My first approach was to manipulate FPCAR, LSPACT and EXC_RETURN, along with the UsageFault pending PendSV. Of course to do this it's essential that FPCAR manipulation doesn't count as an FPU operation from a lazy stacking perspective. When the documentation is lacking, we can only hack the answers out of the CPU...

LDR  R2, =0xE000EF38
LDR  R3, =0xDEADBEEF
STR  R3, [R2]
VSTM R1, {S16-S31}
UDF

FPCAR is at 0xE000EF38. VSTM is part of the context-saving routine. The idea is that, if FPCAR manipulation is an FPU op, lazy stacking will halt the FPCAR store and will succeed since FPCAR is still valid. This will fault on UDF. Otherwise, lazy stacking will happen on VSTM with a corrupted FPCAR, resulting in a bus fault.

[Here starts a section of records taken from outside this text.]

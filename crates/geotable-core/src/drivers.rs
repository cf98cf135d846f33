//! Driver registry for the formats geotable can read and write.
//!
//! A driver names a format (e.g. `"CSV"`, `"ESRI Shapefile"`) together with the
//! file extensions it claims and the operations it supports. Loading picks a
//! driver from the source path; saving picks one from the destination path
//! unless the caller names a driver explicitly.
//!
//! # Examples
//!
//! ```
//! use geotable_core::drivers::{driver_for_path, find_driver};
//!
//! let csv = find_driver("csv").expect("CSV driver should exist");
//! assert!(csv.capabilities.write.is_supported());
//!
//! let driver = driver_for_path("parcels.zip").expect("zip maps to a driver");
//! assert_eq!(driver.short_name, "ESRI Shapefile");
//! ```

use std::path::Path;

/// Support status for a specific driver operation.
#[derive(Debug, Clone, Copy, PartialEq, Eq)]
pub enum SupportStatus {
    /// The operation is implemented.
    Supported,
    /// The operation is not supported by the driver.
    NotSupported,
}

impl SupportStatus {
    /// Returns `true` if the operation is implemented.
    ///
    /// # Examples
    ///
    /// ```
    /// use geotable_core::drivers::SupportStatus;
    ///
    /// assert!(SupportStatus::Supported.is_supported());
    /// assert!(!SupportStatus::NotSupported.is_supported());
    /// ```
    #[must_use]
    pub fn is_supported(&self) -> bool {
        matches!(self, SupportStatus::Supported)
    }

    #[must_use]
    pub fn as_str(&self) -> &str {
        match self {
            SupportStatus::Supported => "Supported",
            SupportStatus::NotSupported => "Not Supported",
        }
    }
}

/// Operations supported by a driver.
#[derive(Debug, Clone, Copy)]
pub struct DriverCapabilities {
    /// Support status for describing a dataset (`geotable info`).
    pub info: SupportStatus,
    /// Support status for loading.
    pub read: SupportStatus,
    /// Support status for saving.
    pub write: SupportStatus,
}

impl DriverCapabilities {
    /// Returns `true` if at least one operation is implemented.
    #[must_use]
    pub fn has_supported_operation(&self) -> bool {
        self.info.is_supported() || self.read.is_supported() || self.write.is_supported()
    }
}

/// Format driver definition.
///
/// # Examples
///
/// ```
/// use geotable_core::drivers::{Driver, SupportStatus};
///
/// let driver = Driver::new(
///     "GeoJSON",
///     "GeoJSON",
///     &["geojson", "json"],
///     SupportStatus::Supported,
///     SupportStatus::Supported,
///     SupportStatus::Supported,
/// );
///
/// assert_eq!(driver.short_name, "GeoJSON");
/// assert!(driver.handles_extension("JSON"));
/// ```
#[derive(Debug, Clone)]
pub struct Driver {
    /// Short name used in the CLI and for driver identification (e.g., `"GeoJSON"`).
    pub short_name: &'static str,
    /// Long descriptive name for display purposes.
    pub long_name: &'static str,
    /// Lowercase file extensions claimed by the driver, without the dot.
    pub extensions: &'static [&'static str],
    /// Operations supported by this driver.
    pub capabilities: DriverCapabilities,
}

impl Driver {
    #[must_use]
    pub const fn new(
        short_name: &'static str,
        long_name: &'static str,
        extensions: &'static [&'static str],
        info: SupportStatus,
        read: SupportStatus,
        write: SupportStatus,
    ) -> Self {
        Self {
            short_name,
            long_name,
            extensions,
            capabilities: DriverCapabilities { info, read, write },
        }
    }

    /// Returns `true` if `extension` (case-insensitive, no dot) belongs to this driver.
    #[must_use]
    pub fn handles_extension(&self, extension: &str) -> bool {
        self.extensions
            .iter()
            .any(|known| known.eq_ignore_ascii_case(extension))
    }
}

pub const CSV: &str = "CSV";
pub const GEOJSON: &str = "GeoJSON";
pub const GEOJSON_SEQ: &str = "GeoJSONSeq";
pub const SHAPEFILE: &str = "ESRI Shapefile";
pub const KML: &str = "KML";
pub const KMZ: &str = "KMZ";

/// Returns the complete registry.
#[must_use]
pub fn get_drivers() -> Vec<Driver> {
    use SupportStatus::{NotSupported, Supported};

    vec![
        Driver::new(
            CSV,
            "Comma Separated Value (.csv), optionally zipped",
            &["csv", "tsv", "txt"],
            Supported,
            Supported,
            Supported,
        ),
        Driver::new(GEOJSON, "GeoJSON", &["geojson", "json"], Supported, Supported, Supported),
        Driver::new(
            GEOJSON_SEQ,
            "GeoJSONSeq: sequence of GeoJSON features",
            &["geojsonl", "geojsons", "ndjson"],
            Supported,
            Supported,
            NotSupported,
        ),
        Driver::new(
            SHAPEFILE,
            "ESRI Shapefile / DBF (zipped)",
            &["shp", "zip"],
            Supported,
            Supported,
            Supported,
        ),
        Driver::new(KML, "Keyhole Markup Language", &["kml"], Supported, Supported, Supported),
        Driver::new(
            KMZ,
            "Keyhole Markup Language (zipped)",
            &["kmz"],
            Supported,
            Supported,
            Supported,
        ),
    ]
}

/// Returns all drivers that have at least one supported operation.
#[must_use]
pub fn get_available_drivers() -> Vec<Driver> {
    get_drivers()
        .into_iter()
        .filter(|d| d.capabilities.has_supported_operation())
        .collect()
}

/// Finds a driver by its short name (case-insensitive).
///
/// # Examples
///
/// ```
/// use geotable_core::drivers::find_driver;
///
/// let driver = find_driver("kmz").expect("KMZ should exist");
/// assert_eq!(driver.short_name, "KMZ");
/// assert!(find_driver("InvalidDriver").is_none());
/// ```
#[must_use]
pub fn find_driver(name: &str) -> Option<Driver> {
    get_drivers()
        .into_iter()
        .find(|d| d.short_name.eq_ignore_ascii_case(name))
}

/// Picks the driver claiming the extension of `path`.
#[must_use]
pub fn driver_for_path(path: impl AsRef<Path>) -> Option<Driver> {
    let extension = path.as_ref().extension()?.to_str()?;
    get_drivers()
        .into_iter()
        .find(|d| d.handles_extension(extension))
}

/// Returns all driver short names in alphabetically sorted order.
///
/// # Examples
///
/// ```
/// use geotable_core::drivers::get_driver_names;
///
/// let names = get_driver_names();
/// assert!(names.contains(&"GeoJSON"));
///
/// let mut sorted = names.clone();
/// sorted.sort_unstable();
/// assert_eq!(names, sorted);
/// ```
#[must_use]
pub fn get_driver_names() -> Vec<&'static str> {
    let mut names: Vec<_> = get_drivers().iter().map(|d| d.short_name).collect();
    names.sort_unstable();
    names
}
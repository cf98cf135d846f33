//! The geotable: attribute rows paired with a geometry, a layer name and a
//! projection descriptor.
//!
//! Attributes live in an Arrow [`RecordBatch`]; the three reserved columns
//! (`geometry_object`, `geometry_layer`, `geometry_proj4`) are kept as
//! parallel vectors of the same length. Every operation that changes rows or
//! coordinates returns a new table.

use std::collections::BTreeMap;
use std::sync::Arc;

use arrow_array::{ArrayRef, BooleanArray, RecordBatch, RecordBatchOptions, UInt64Array, new_null_array};
use arrow_cast::cast;
use arrow_schema::{ArrowError, DataType, Field, Schema};
use arrow_select::concat::concat_batches;
use arrow_select::filter::filter_record_batch;
use arrow_select::take::take_record_batch;
use geo::Centroid;
use geo_types::GeometryCollection;
use log::debug;

use crate::error::{ProjectionError, Result};
use crate::formats::attributes::{Properties, batch_to_properties, empty_batch};
use crate::geometry::Geometry;
use crate::projection::{LONGITUDE_LATITUDE_PROJ4, normalize_proj4, resolve_utm};
use crate::transform::reproject_grouped;

/// One row of a [`GeoTable`].
#[derive(Debug, Clone, PartialEq)]
pub struct GeoRow<'a> {
    /// The caller's attribute values, by column name.
    pub properties: Properties,
    pub geometry: &'a Geometry,
    pub layer: &'a str,
    pub proj4: &'a str,
}

#[derive(Debug, Clone)]
pub struct GeoTable {
    attributes: RecordBatch,
    geometries: Vec<Geometry>,
    layers: Vec<String>,
    proj4s: Vec<String>,
}

impl GeoTable {
    /// Assembles a table from its parts.
    ///
    /// # Errors
    ///
    /// Fails when the parts disagree on the number of rows.
    pub fn new(
        attributes: RecordBatch,
        geometries: Vec<Geometry>,
        layers: Vec<String>,
        proj4s: Vec<String>,
    ) -> Result<Self> {
        let rows = geometries.len();
        if attributes.num_rows() != rows || layers.len() != rows || proj4s.len() != rows {
            return Err(ArrowError::InvalidArgumentError(format!(
                "geotable parts disagree on row count (attributes={}, geometries={rows}, layers={}, proj4s={})",
                attributes.num_rows(),
                layers.len(),
                proj4s.len()
            ))
            .into());
        }
        Ok(Self {
            attributes,
            geometries,
            layers,
            proj4s,
        })
    }

    /// A table with no rows and no attribute columns.
    ///
    /// # Errors
    ///
    /// Never fails in practice; the Arrow constructor is fallible.
    pub fn empty() -> Result<Self> {
        Self::new(empty_batch(0)?, vec![], vec![], vec![])
    }

    #[must_use]
    pub fn len(&self) -> usize {
        self.geometries.len()
    }

    #[must_use]
    pub fn is_empty(&self) -> bool {
        self.geometries.is_empty()
    }

    #[must_use]
    pub fn attributes(&self) -> &RecordBatch {
        &self.attributes
    }

    #[must_use]
    pub fn geometries(&self) -> &[Geometry] {
        &self.geometries
    }

    #[must_use]
    pub fn layers(&self) -> &[String] {
        &self.layers
    }

    #[must_use]
    pub fn proj4s(&self) -> &[String] {
        &self.proj4s
    }

    /// Returns row `index`, or `None` past the end.
    ///
    /// # Errors
    ///
    /// Returns an Arrow error when the attributes cannot be rendered as JSON.
    pub fn row(&self, index: usize) -> Result<Option<GeoRow<'_>>> {
        if index >= self.len() {
            return Ok(None);
        }
        let slice = self.attributes.slice(index, 1);
        let properties = batch_to_properties(&slice)?
            .into_iter()
            .next()
            .unwrap_or_default();
        Ok(Some(GeoRow {
            properties,
            geometry: &self.geometries[index],
            layer: &self.layers[index],
            proj4: &self.proj4s[index],
        }))
    }

    /// Returns every row in order.
    ///
    /// # Errors
    ///
    /// See [`GeoTable::row`].
    pub fn rows(&self) -> Result<Vec<GeoRow<'_>>> {
        let properties = batch_to_properties(&self.attributes)?;
        Ok(properties
            .into_iter()
            .enumerate()
            .map(|(i, properties)| GeoRow {
                properties,
                geometry: &self.geometries[i],
                layer: &self.layers[i],
                proj4: &self.proj4s[i],
            })
            .collect())
    }

    /// Distinct layer names in first-appearance order.
    #[must_use]
    pub fn layer_names(&self) -> Vec<&str> {
        let mut names: Vec<&str> = Vec::new();
        for layer in &self.layers {
            if !names.contains(&layer.as_str()) {
                names.push(layer);
            }
        }
        names
    }

    /// Row indices grouped by projection descriptor.
    #[must_use]
    pub fn proj4_groups(&self) -> BTreeMap<&str, Vec<usize>> {
        let mut groups: BTreeMap<&str, Vec<usize>> = BTreeMap::new();
        for (row, proj4) in self.proj4s.iter().enumerate() {
            groups.entry(proj4).or_default().push(row);
        }
        groups
    }

    #[must_use]
    pub fn has_one_layer(&self) -> bool {
        self.layer_names().len() <= 1
    }

    #[must_use]
    pub fn has_one_proj4(&self) -> bool {
        self.proj4_groups().len() <= 1
    }

    /// Returns `true` when every row is in longitude/latitude.
    #[must_use]
    pub fn has_standard_proj4(&self) -> bool {
        let standard = normalize_proj4(LONGITUDE_LATITUDE_PROJ4);
        self.proj4s.iter().all(|proj4| *proj4 == standard)
    }

    /// Keeps the rows whose mask entry is `true`.
    ///
    /// # Errors
    ///
    /// Fails when the mask length differs from the row count.
    pub fn filter(&self, mask: &[bool]) -> Result<GeoTable> {
        if mask.len() != self.len() {
            return Err(ArrowError::InvalidArgumentError(format!(
                "filter mask has {} entries for {} rows",
                mask.len(),
                self.len()
            ))
            .into());
        }
        let kept = mask.iter().filter(|keep| **keep).count();
        let attributes = if self.attributes.num_columns() == 0 {
            empty_batch(kept)?
        } else {
            filter_record_batch(&self.attributes, &BooleanArray::from(mask.to_vec()))?
        };
        let pick = |values: &[String]| -> Vec<String> {
            values
                .iter()
                .zip(mask)
                .filter(|(_, keep)| **keep)
                .map(|(value, _)| value.clone())
                .collect()
        };
        Self::new(
            attributes,
            self.geometries
                .iter()
                .zip(mask)
                .filter(|(_, keep)| **keep)
                .map(|(geometry, _)| geometry.clone())
                .collect(),
            pick(&self.layers),
            pick(&self.proj4s),
        )
    }

    /// Keeps the rows of the named layers. Unknown names select nothing.
    ///
    /// # Errors
    ///
    /// See [`GeoTable::filter`].
    pub fn select_layers<S: AsRef<str>>(&self, names: &[S]) -> Result<GeoTable> {
        let mask: Vec<bool> = self
            .layers
            .iter()
            .map(|layer| names.iter().any(|name| name.as_ref() == layer))
            .collect();
        self.filter(&mask)
    }

    /// Splits the table into one table per layer, in first-appearance order.
    ///
    /// # Errors
    ///
    /// See [`GeoTable::filter`].
    pub fn split_by_layer(&self) -> Result<Vec<(String, GeoTable)>> {
        self.layer_names()
            .into_iter()
            .map(|name| Ok((name.to_string(), self.select_layers(&[name])?)))
            .collect()
    }

    /// Stacks tables vertically.
    ///
    /// Columns are matched by name, in first-appearance order. A column whose
    /// type differs between tables becomes text; a column missing from a
    /// table is null for that table's rows.
    ///
    /// # Errors
    ///
    /// Returns an Arrow error when a column cannot be cast to its unified type.
    pub fn concat(tables: &[GeoTable]) -> Result<GeoTable> {
        let mut fields: Vec<Field> = Vec::new();
        for table in tables {
            for field in table.attributes.schema().fields() {
                let unified = match fields.iter().position(|f| f.name() == field.name()) {
                    None => {
                        fields.push(Field::new(field.name(), field.data_type().clone(), true));
                        continue;
                    },
                    Some(index) => index,
                };
                let existing = fields[unified].data_type();
                let data_type = match (existing, field.data_type()) {
                    (a, b) if a == b => continue,
                    (DataType::Null, other) | (other, DataType::Null) => other.clone(),
                    _ => DataType::Utf8,
                };
                fields[unified] = Field::new(field.name(), data_type, true);
            }
        }
        let schema = Arc::new(Schema::new(fields));
        let total: usize = tables.iter().map(GeoTable::len).sum();

        let attributes = if schema.fields().is_empty() {
            empty_batch(total)?
        } else {
            let batches = tables
                .iter()
                .map(|table| conform(&table.attributes, &schema))
                .collect::<Result<Vec<_>>>()?;
            concat_batches(&schema, &batches)?
        };

        let mut geometries = Vec::with_capacity(total);
        let mut layers = Vec::with_capacity(total);
        let mut proj4s = Vec::with_capacity(total);
        for table in tables {
            geometries.extend_from_slice(&table.geometries);
            layers.extend_from_slice(&table.layers);
            proj4s.extend_from_slice(&table.proj4s);
        }
        Self::new(attributes, geometries, layers, proj4s)
    }

    /// Returns a copy with every geometry expressed in `target_proj4`.
    ///
    /// # Errors
    ///
    /// Propagates projection parse and transformation failures.
    pub fn reproject(&self, target_proj4: &str) -> Result<GeoTable> {
        let target = normalize_proj4(target_proj4);
        if self.proj4s.iter().all(|proj4| *proj4 == target) {
            return Ok(self.clone());
        }
        debug!(
            "Reprojecting {} rows in {} projection group(s) to '{target}'",
            self.len(),
            self.proj4_groups().len()
        );
        let geometries = reproject_grouped(&self.geometries, &self.proj4s, &target)?;
        Self::new(
            self.attributes.clone(),
            geometries,
            self.layers.clone(),
            vec![target; self.len()],
        )
    }

    /// Returns a copy without z ordinates.
    #[must_use]
    pub fn drop_z(&self) -> GeoTable {
        Self {
            geometries: self.geometries.iter().map(Geometry::without_z).collect(),
            ..self.clone()
        }
    }

    /// UTM descriptor for the centroid of all geometries, taken in
    /// longitude/latitude.
    ///
    /// # Errors
    ///
    /// Fails when the table has no geometry or the centroid is out of range.
    pub fn utm_proj4(&self) -> Result<String> {
        let lonlat = self.reproject(LONGITUDE_LATITUDE_PROJ4)?;
        let collection: GeometryCollection<f64> =
            lonlat.geometries.iter().map(Geometry::to_geo).collect();
        let Some(centroid) = collection.centroid() else {
            return Err(ProjectionError::UnsupportedProjection {
                proj4: "utm".to_string(),
                reason: "no geometries to locate a UTM zone".to_string(),
            }
            .into());
        };
        resolve_utm(centroid.x(), centroid.y())
    }
}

Indeed, I got a bus fault. Yay! I repeated the test with a valid address: no fault, works perfectly. So saving is simple enough. Restoring requires pending PendSV and manipulating FPCAR, LSPACT and EXC_RETURN inside it to cause S0-S15 for the current thread to be restored on exception return. The problem here is that you can't keep state for the current thread on its stack, as it's going to be popped off. Copying is inefficient, so the best bet is to point FPCAR to the persistent TCB state instead of saving the CPU-generated one.

This is getting quite complex, it requires to perform a PendSV after the UsageFault, and it has quite some corner cases and races. There's a better way.

The approach I ended up using runs completely inside UsageFault and bypasses hardware stacking, without losing efficiency over it. After enabling the FPU and determining an FPU context switch is required, I:

Set LSPACT to zero;
Save/restore the full S0-S31 state to/from the TCB;
Set LSPACT back to one.

By doing this, I can work on the whole S0-S31 state without lazy stacking getting on the way, because the CPU thinks it has already stacked the context since LSPACT is zero. This of course relies on the UsageFault handler not using FPU ops outside of save/restore and not being preempted by FPU-using ISRs, which are pretty trivial assumptions given it's hand-coded ASM and fault handlers can't be preempted by ISRs. I also tried disabling lazy stacking via ASPEN/LSPEN instead of working on LSPACT, but it doesn't seem to work (it still triggers lazy stacking, verified by setting an invalid FPCAR).

Efficiency-wise, this is as efficient as hardware stacking. If I wanted to nitpick, it saves one cycle as I don't need to writeback the incremented pointer.

By the way, I included the first approach even though I didn't end up using it because I think it has some useful info in there, if anyone else comes looking for this.